News & Features
The Derpy Duckling
How I finally learned to be a responsible adult … quacking and screaming
Published: February 6, 2013
With this life in my hands, I felt unstoppable. Every social woe that I harbored – every bit of financial dread – slowly drifted away. For the first time in my life, I felt truly responsible. If I gave up on myself, Derpy died. That's all there was to it: We absolutely needed each other.

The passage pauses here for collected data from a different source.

//! Sequence generation for the three allocation policies.
//!
//! All randomness comes from the caller's RNG so that a seeded `StdRng`
//! reproduces a whole session.

use rand::seq::SliceRandom;
use rand::Rng;
use serde::{Deserialize, Serialize};
use std::collections::VecDeque;
use std::str::FromStr;

use crate::error::{AllocError, Result};
use crate::label::{GroupCounts, Label, Sequence};
use crate::policy::AllocationPolicy;

/// Longest run the manual policy tries to allow.
pub const DEFAULT_MAX_RUN_LENGTH: usize = 3;

/// Target gaps between the favored and the other group, in labels.
pub const IMBALANCE_CHOICES: [usize; 3] = [0, 2, 4];

/// How the manual policy builds its list.
#[derive(Debug, Clone, Copy, PartialEq, Eq, Serialize, Deserialize)]
#[serde(rename_all = "snake_case")]
pub enum ManualStrategy {
    /// Near-balanced multiset, shuffled, then run-capped by swaps.
    BalancedShuffle,
    /// Coin flips, forced to switch after `max_run_length` identical labels.
    StreakBreak,
}

impl ManualStrategy {
    pub fn as_str(&self) -> &'static str {
        match self {
            ManualStrategy::BalancedShuffle => "balanced_shuffle",
            ManualStrategy::StreakBreak => "streak_break",
        }
    }
}

impl FromStr for ManualStrategy {
    type Err = AllocError;

    fn from_str(s: &str) -> Result<Self> {
        match s.trim().to_lowercase().as_str() {
            "balanced_shuffle" | "balanced" | "shuffle" => Ok(ManualStrategy::BalancedShuffle),
            "streak_break" | "streak" => Ok(ManualStrategy::StreakBreak),
            other => Err(AllocError::invalid(format!("unknown manual strategy '{}'", other))),
        }
    }
}

/// Pre-selected group sizes for one balanced-shuffle sequence.
#[derive(Debug, Clone, Copy, PartialEq, Eq, Serialize, Deserialize)]
pub struct ManualPlan {
    /// Gap between the two groups; one of `IMBALANCE_CHOICES`.
    pub imbalance: usize,
    pub favored: Label,
}

impl ManualPlan {
    pub fn balanced() -> Self {
        Self {
            imbalance: 0,
            favored: Label::A,
        }
    }

    pub fn draw<R: Rng + ?Sized>(rng: &mut R) -> Self {
        let imbalance = IMBALANCE_CHOICES[rng.gen_range(0..IMBALANCE_CHOICES.len())];
        Self {
            imbalance,
            favored: coin(rng),
        }
    }

    /// Group sizes for a sequence of length `n`.
    ///
    /// The split is computed on `n` rounded up to even; the favored group is
    /// clamped to `n` and the other group takes the remainder, so the total
    /// is always exactly `n`.
    pub fn target_counts(&self, n: usize) -> GroupCounts {
        let n_even = n + n % 2;
        let favored = (n_even / 2 + self.imbalance / 2).min(n);
        let other = n - favored;
        match self.favored {
            Label::A => GroupCounts::new(favored, other),
            Label::B => GroupCounts::new(other, favored),
        }
    }
}

/// Reject lengths the generator cannot honor.
pub fn check_length(n: usize) -> Result<()> {
    if n == 0 {
        return Err(AllocError::invalid("sequence length must be positive"));
    }
    Ok(())
}

/// Parse a user-supplied sequence length, rejecting non-integers and values <= 0.
pub fn parse_sequence_length(raw: &str) -> Result<usize> {
    let trimmed = raw.trim();
    let value: i64 = trimmed.parse().map_err(|_| {
        AllocError::invalid(format!("sequence length must be an integer, got '{}'", trimmed))
    })?;
    if value <= 0 {
        return Err(AllocError::invalid(format!(
            "sequence length must be positive, got {}",
            value
        )));
    }
    usize::try_from(value)
        .map_err(|_| AllocError::invalid(format!("sequence length {} is too large", value)))
}

#[derive(Debug, Clone)]
pub struct SequenceGenerator {
    max_run_length: usize,
    manual_strategy: ManualStrategy,
}

impl Default for SequenceGenerator {
    fn default() -> Self {
        Self {
            max_run_length: DEFAULT_MAX_RUN_LENGTH,
            manual_strategy: ManualStrategy::BalancedShuffle,
        }
    }
}

impl SequenceGenerator {
    pub fn new() -> Self {
        Self::default()
    }

    pub fn with_max_run_length(mut self, max_run_length: usize) -> Self {
        self.max_run_length = max_run_length.max(1);
        self
    }

    pub fn with_manual_strategy(mut self, strategy: ManualStrategy) -> Self {
        self.manual_strategy = strategy;
        self
    }

    pub fn max_run_length(&self) -> usize {
        self.max_run_length
    }

    pub fn manual_strategy(&self) -> ManualStrategy {
        self.manual_strategy
    }

    /// Produce a fresh sequence of length `n` under `policy`.
    pub fn generate<R: Rng + ?Sized>(
        &self,
        policy: AllocationPolicy,
        n: usize,
        rng: &mut R,
    ) -> Result<Sequence> {
        check_length(n)?;
        let labels = match policy {
            AllocationPolicy::Systematic => systematic(n),
            AllocationPolicy::Manual => match self.manual_strategy {
                ManualStrategy::BalancedShuffle => {
                    let plan = ManualPlan::draw(rng);
                    self.balanced_shuffle(n, plan, rng)
                }
                ManualStrategy::StreakBreak => streak_break(n, self.max_run_length, rng),
            },
            AllocationPolicy::Random => random(n, rng),
        };
        Ok(Sequence::from(labels))
    }

    /// Balanced-shuffle manual sequence with caller-chosen group sizes.
    pub fn generate_manual_with_plan<R: Rng + ?Sized>(
        &self,
        n: usize,
        plan: ManualPlan,
        rng: &mut R,
    ) -> Result<Sequence> {
        check_length(n)?;
        Ok(Sequence::from(self.balanced_shuffle(n, plan, rng)))
    }

    fn balanced_shuffle<R: Rng + ?Sized>(
        &self,
        n: usize,
        plan: ManualPlan,
        rng: &mut R,
    ) -> Vec<Label> {
        let target = plan.target_counts(n);
        let mut labels = Vec::with_capacity(n);
        labels.extend(std::iter::repeat(Label::A).take(target.a));
        labels.extend(std::iter::repeat(Label::B).take(target.b));
        labels.shuffle(rng);
        cap_runs(&mut labels, self.max_run_length);
        labels
    }
}

fn coin<R: Rng + ?Sized>(rng: &mut R) -> Label {
    if rng.gen_bool(0.5) {
        Label::A
    } else {
        Label::B
    }
}

fn systematic(n: usize) -> Vec<Label> {
    (0..n)
        .map(|i| if i % 2 == 0 { Label::A } else { Label::B })
        .collect()
}

fn random<R: Rng + ?Sized>(n: usize, rng: &mut R) -> Vec<Label> {
    (0..n).map(|_| coin(rng)).collect()
}

fn streak_break<R: Rng + ?Sized>(n: usize, max_run: usize, rng: &mut R) -> Vec<Label> {
    let max_run = max_run.max(1);
    // Seeded with a mixed window so the first draws are free coin flips.
    let mut window: VecDeque<Label> = (0..max_run)
        .map(|i| if i % 2 == 0 { Label::A } else { Label::B })
        .collect();
    let mut out = Vec::with_capacity(n);
    for _ in 0..n {
        let first = window[0];
        let next = if window.iter().all(|&l| l == first) {
            first.other()
        } else {
            coin(rng)
        };
        out.push(next);
        window.pop_front();
        window.push_back(next);
    }
    out
}

/// Break runs longer than `max_run` by swapping labels; returns the swap count.
///
/// Scans left to right. A run that would exceed the cap takes the nearest
/// differing label ahead of it. On a single-label tail it instead takes the
/// nearest earlier label that can move without creating an over-long run.
/// Swaps keep the multiset intact, so group counts never change. If no
/// candidate exists the run is left alone.
pub fn cap_runs(labels: &mut [Label], max_run: usize) -> usize {
    let max_run = max_run.max(1);
    let mut swaps = 0;
    let mut run = 1;
    for i in 1..labels.len() {
        if labels[i] != labels[i - 1] {
            run = 1;
            continue;
        }
        run += 1;
        if run <= max_run {
            continue;
        }
        let current = labels[i];
        let slot = (i + 1..labels.len())
            .find(|&j| labels[j] != current)
            .or_else(|| backward_slot(labels, i, max_run));
        if let Some(j) = slot {
            labels.swap(i, j);
            swaps += 1;
            run = 1;
        }
    }
    swaps
}

fn backward_slot(labels: &[Label], i: usize, max_run: usize) -> Option<usize> {
    let current = labels[i];
    (0..i).rev().find(|&k| {
        if labels[k] == current {
            return false;
        }
        // `i` turns into the other label after the swap, bounding the right side.
        let left = labels[..k].iter().rev().take_while(|&&l| l == current).count();
        let right = labels[k + 1..i].iter().take_while(|&&l| l == current).count();
        left + right + 1 <= max_run
    })
}
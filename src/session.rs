//! Session-scoped context: RNG, current generation and history ledger.
//!
//! `regenerate` is the only mutating entry point. It builds every sequence
//! and statistic first and commits them together, so readers never see a
//! sequence paired with stats from another generation.

use rand::rngs::StdRng;
use rand::SeedableRng;
use serde::Serialize;
use serde_json::json;

use crate::config::Config;
use crate::error::Result;
use crate::generator::SequenceGenerator;
use crate::history::{GenerationHistory, GenerationRecord};
use crate::label::Sequence;
use crate::logging::{self, Domain, Level, ProfileScope};
use crate::mock_stats::MockStatsEstimator;
use crate::policy::AllocationPolicy;
use crate::runs;

/// One sequence per policy, all of the same length.
#[derive(Debug, Clone, PartialEq, Eq, Serialize)]
pub struct SequenceSet {
    pub systematic: Sequence,
    pub manual: Sequence,
    pub random: Sequence,
}

impl SequenceSet {
    pub fn get(&self, policy: AllocationPolicy) -> &Sequence {
        match policy {
            AllocationPolicy::Systematic => &self.systematic,
            AllocationPolicy::Manual => &self.manual,
            AllocationPolicy::Random => &self.random,
        }
    }

    /// Sequences in display order.
    pub fn iter(&self) -> impl Iterator<Item = (AllocationPolicy, &Sequence)> {
        AllocationPolicy::ALL.into_iter().map(move |p| (p, self.get(p)))
    }
}

/// The committed result of one regenerate step.
#[derive(Debug, Clone, Serialize)]
pub struct Generation {
    pub id: u64,
    pub sequences: SequenceSet,
    pub records: Vec<GenerationRecord>,
}

impl Generation {
    pub fn record(&self, policy: AllocationPolicy) -> Option<&GenerationRecord> {
        self.records.iter().find(|r| r.policy == policy)
    }
}

pub struct AllocationSession {
    sequence_length: usize,
    seed: Option<u64>,
    generator: SequenceGenerator,
    estimator: MockStatsEstimator,
    history: GenerationHistory,
    rng: StdRng,
    current: Option<Generation>,
}

impl AllocationSession {
    pub fn new(cfg: &Config) -> Self {
        let rng = match cfg.seed {
            Some(seed) => StdRng::seed_from_u64(seed),
            None => StdRng::from_entropy(),
        };
        Self::with_rng(cfg, rng)
    }

    /// Session with an explicit RNG, for reproducible runs.
    pub fn with_rng(cfg: &Config, rng: StdRng) -> Self {
        Self {
            sequence_length: cfg.sequence_length,
            seed: cfg.seed,
            generator: SequenceGenerator::new().with_manual_strategy(cfg.manual_strategy),
            estimator: MockStatsEstimator::new(),
            history: GenerationHistory::new(cfg.history_capacity),
            rng,
            current: None,
        }
    }

    pub fn sequence_length(&self) -> usize {
        self.sequence_length
    }

    pub fn seed(&self) -> Option<u64> {
        self.seed
    }

    pub fn history(&self) -> &GenerationHistory {
        &self.history
    }

    /// Latest committed generation; `None` until the first regenerate.
    pub fn current(&self) -> Option<&Generation> {
        self.current.as_ref()
    }

    /// Draw one fresh sequence per policy.
    pub fn generate_all(&mut self, n: usize) -> Result<SequenceSet> {
        Ok(SequenceSet {
            systematic: self.generator.generate(AllocationPolicy::Systematic, n, &mut self.rng)?,
            manual: self.generator.generate(AllocationPolicy::Manual, n, &mut self.rng)?,
            random: self.generator.generate(AllocationPolicy::Random, n, &mut self.rng)?,
        })
    }

    /// Derive run statistics and mock outcomes for each sequence.
    pub fn compute_stats(
        &mut self,
        sequences: &SequenceSet,
        generation_id: u64,
    ) -> Vec<GenerationRecord> {
        sequences
            .iter()
            .map(|(policy, seq)| {
                let counts = seq.counts();
                let run_stats = runs::analyze(seq.labels());
                let mock_stats = self.estimator.estimate(policy, &mut self.rng);
                logging::log_generation(
                    generation_id,
                    policy.as_str(),
                    counts.a,
                    counts.b,
                    run_stats.longest_run,
                    mock_stats.effect_size,
                    mock_stats.p_value,
                );
                logging::log_audit(generation_id, policy.as_str(), &seq.fingerprint());
                GenerationRecord {
                    generation_id,
                    policy,
                    count_a: counts.a,
                    count_b: counts.b,
                    run_stats,
                    mock_stats,
                }
            })
            .collect()
    }

    /// Generate, analyze and record one generation as a single step.
    pub fn regenerate(&mut self) -> Result<&Generation> {
        let generation_id = self.history.next_generation_id();
        let _scope = ProfileScope::with_context(
            "regenerate",
            &[("generation_id", json!(generation_id))],
        );

        let sequences = self.generate_all(self.sequence_length)?;
        let records = self.compute_stats(&sequences, generation_id);

        let evicted = self.history.append(generation_id, records.clone())?;
        logging::log_history_trim(
            generation_id,
            self.history.len(),
            evicted,
            self.history.capacity(),
        );
        logging::log(
            Level::Info,
            Domain::Session,
            "regenerated",
            logging::obj(&[
                ("generation_id", json!(generation_id)),
                ("sequence_length", json!(self.sequence_length)),
            ]),
        );

        Ok(&*self.current.insert(Generation {
            id: generation_id,
            sequences,
            records,
        }))
    }
}
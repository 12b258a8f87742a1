//! Plain-text views of sequences, statistics and the history ledger.

use crate::history::GenerationHistory;
use crate::label::{GroupCounts, Label, Sequence};
use crate::mock_stats::DEFAULT_ALPHA;
use crate::policy::AllocationPolicy;
use crate::runs::{RunStats, HISTOGRAM_BUCKETS};
use crate::session::Generation;

const BLOCK_A: char = '█';
const BLOCK_B: char = '░';

pub fn policy_title(policy: AllocationPolicy) -> &'static str {
    match policy {
        AllocationPolicy::Systematic => "Alternating allocation",
        AllocationPolicy::Manual => "Manual allocation",
        AllocationPolicy::Random => "Randomized allocation",
    }
}

/// Labels joined by single spaces.
pub fn sequence_line(seq: &Sequence) -> String {
    seq.to_string()
}

/// Horizontal bar per group, scaled so the larger group spans `width`.
pub fn count_bars(counts: GroupCounts, width: usize) -> String {
    let max = counts.a.max(counts.b).max(1);
    let mut out = String::new();
    for label in Label::BOTH {
        let count = counts.get(label);
        let len = (count * width + max / 2) / max;
        out.push_str(&format!("{} | {} {}\n", label, "#".repeat(len), count));
    }
    out
}

/// Sequence as rows of blocks, `columns` cells per row.
pub fn block_grid(seq: &Sequence, columns: usize) -> String {
    let columns = columns.max(1);
    let mut out = String::new();
    for row in seq.labels().chunks(columns) {
        for label in row {
            out.push(match label {
                Label::A => BLOCK_A,
                Label::B => BLOCK_B,
            });
        }
        out.push('\n');
    }
    out
}

pub fn run_histogram_table(stats: &RunStats) -> String {
    let mut out = String::new();
    out.push_str(&format!("{:>5} {:>5} {:>5}\n", "run", "A", "B"));
    for i in 0..HISTOGRAM_BUCKETS {
        let len = if i == HISTOGRAM_BUCKETS - 1 {
            format!("{}+", i + 1)
        } else {
            (i + 1).to_string()
        };
        out.push_str(&format!(
            "{:>5} {:>5} {:>5}\n",
            len, stats.histogram.a[i], stats.histogram.b[i]
        ));
    }
    out
}

pub fn history_table(history: &GenerationHistory) -> String {
    let mut out = String::new();
    out.push_str(&format!(
        "{:>4}  {:<10} {:>5} {:>5} {:>7} {:>7} {:>7}  {}\n",
        "gen", "policy", "A", "B", "longest", "effect", "p", "sig"
    ));
    for r in history.all() {
        out.push_str(&format!(
            "{:>4}  {:<10} {:>5} {:>5} {:>7} {:>7.3} {:>7.3}  {}\n",
            r.generation_id,
            r.policy.as_str(),
            r.count_a,
            r.count_b,
            r.run_stats.longest_run,
            r.mock_stats.effect_size,
            r.mock_stats.p_value,
            if r.mock_stats.is_significant(DEFAULT_ALPHA) { "*" } else { "" }
        ));
    }
    out
}

/// Per-policy panels for one generation; `only` restricts to one policy.
pub fn generation_report(
    generation: &Generation,
    grid_columns: usize,
    only: Option<AllocationPolicy>,
) -> String {
    let mut out = String::new();
    out.push_str(&format!(
        "=== Generation {} (N={}) ===\n",
        generation.id,
        generation.sequences.systematic.len()
    ));
    for (policy, seq) in generation.sequences.iter() {
        if only.is_some_and(|p| p != policy) {
            continue;
        }
        out.push_str(&format!("\n--- {} ---\n", policy_title(policy)));
        out.push_str(&sequence_line(seq));
        out.push('\n');
        out.push_str(&count_bars(seq.counts(), 40));
        out.push_str(&block_grid(seq, grid_columns));
        if let Some(record) = generation.record(policy) {
            out.push_str(&format!("Longest run: {}\n", record.run_stats.longest_run));
            out.push_str(&format!(
                "Effect size: {:.3}  p-value: {:.3}\n",
                record.mock_stats.effect_size, record.mock_stats.p_value
            ));
            out.push_str(&run_histogram_table(&record.run_stats));
        }
    }
    out
}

Weeks went by, and I began to understand nature's law. Derpy would grow, want to start his own family, maybe run like an idiot into his own busy lane of traffic. Despite how many times I'd laugh my ass off introducing him as "my duck in a box," Derpy deserved better than cardboard walls and the explosive thrill of watching me play Final Fantasy for 10 hours straight. Nobody deserves that.
In one of the saddest drives of my life, I took Derpy to Fallin' Pines Critter Rescue in Christmas and let him go live among his kind. I was told that he seemed to have a neurological disorder (he was Derpy after all), and was promised that all he needed was social interaction with other ducks to build up his neuro-something-something. Whatever. I'm not a duck psychiatrist. Either way, it seemed like we both needed the exact same thing in order to finally grow up. I was sad to leave.
It's been a few years since Derpy and I were a "thing" and I think about him every day. It's strange how one belligerent, drunken drive home can change your life forever. Wait. That sounds terrible, and I don't recommend it. But you never know when you might find ducks. And responsibility.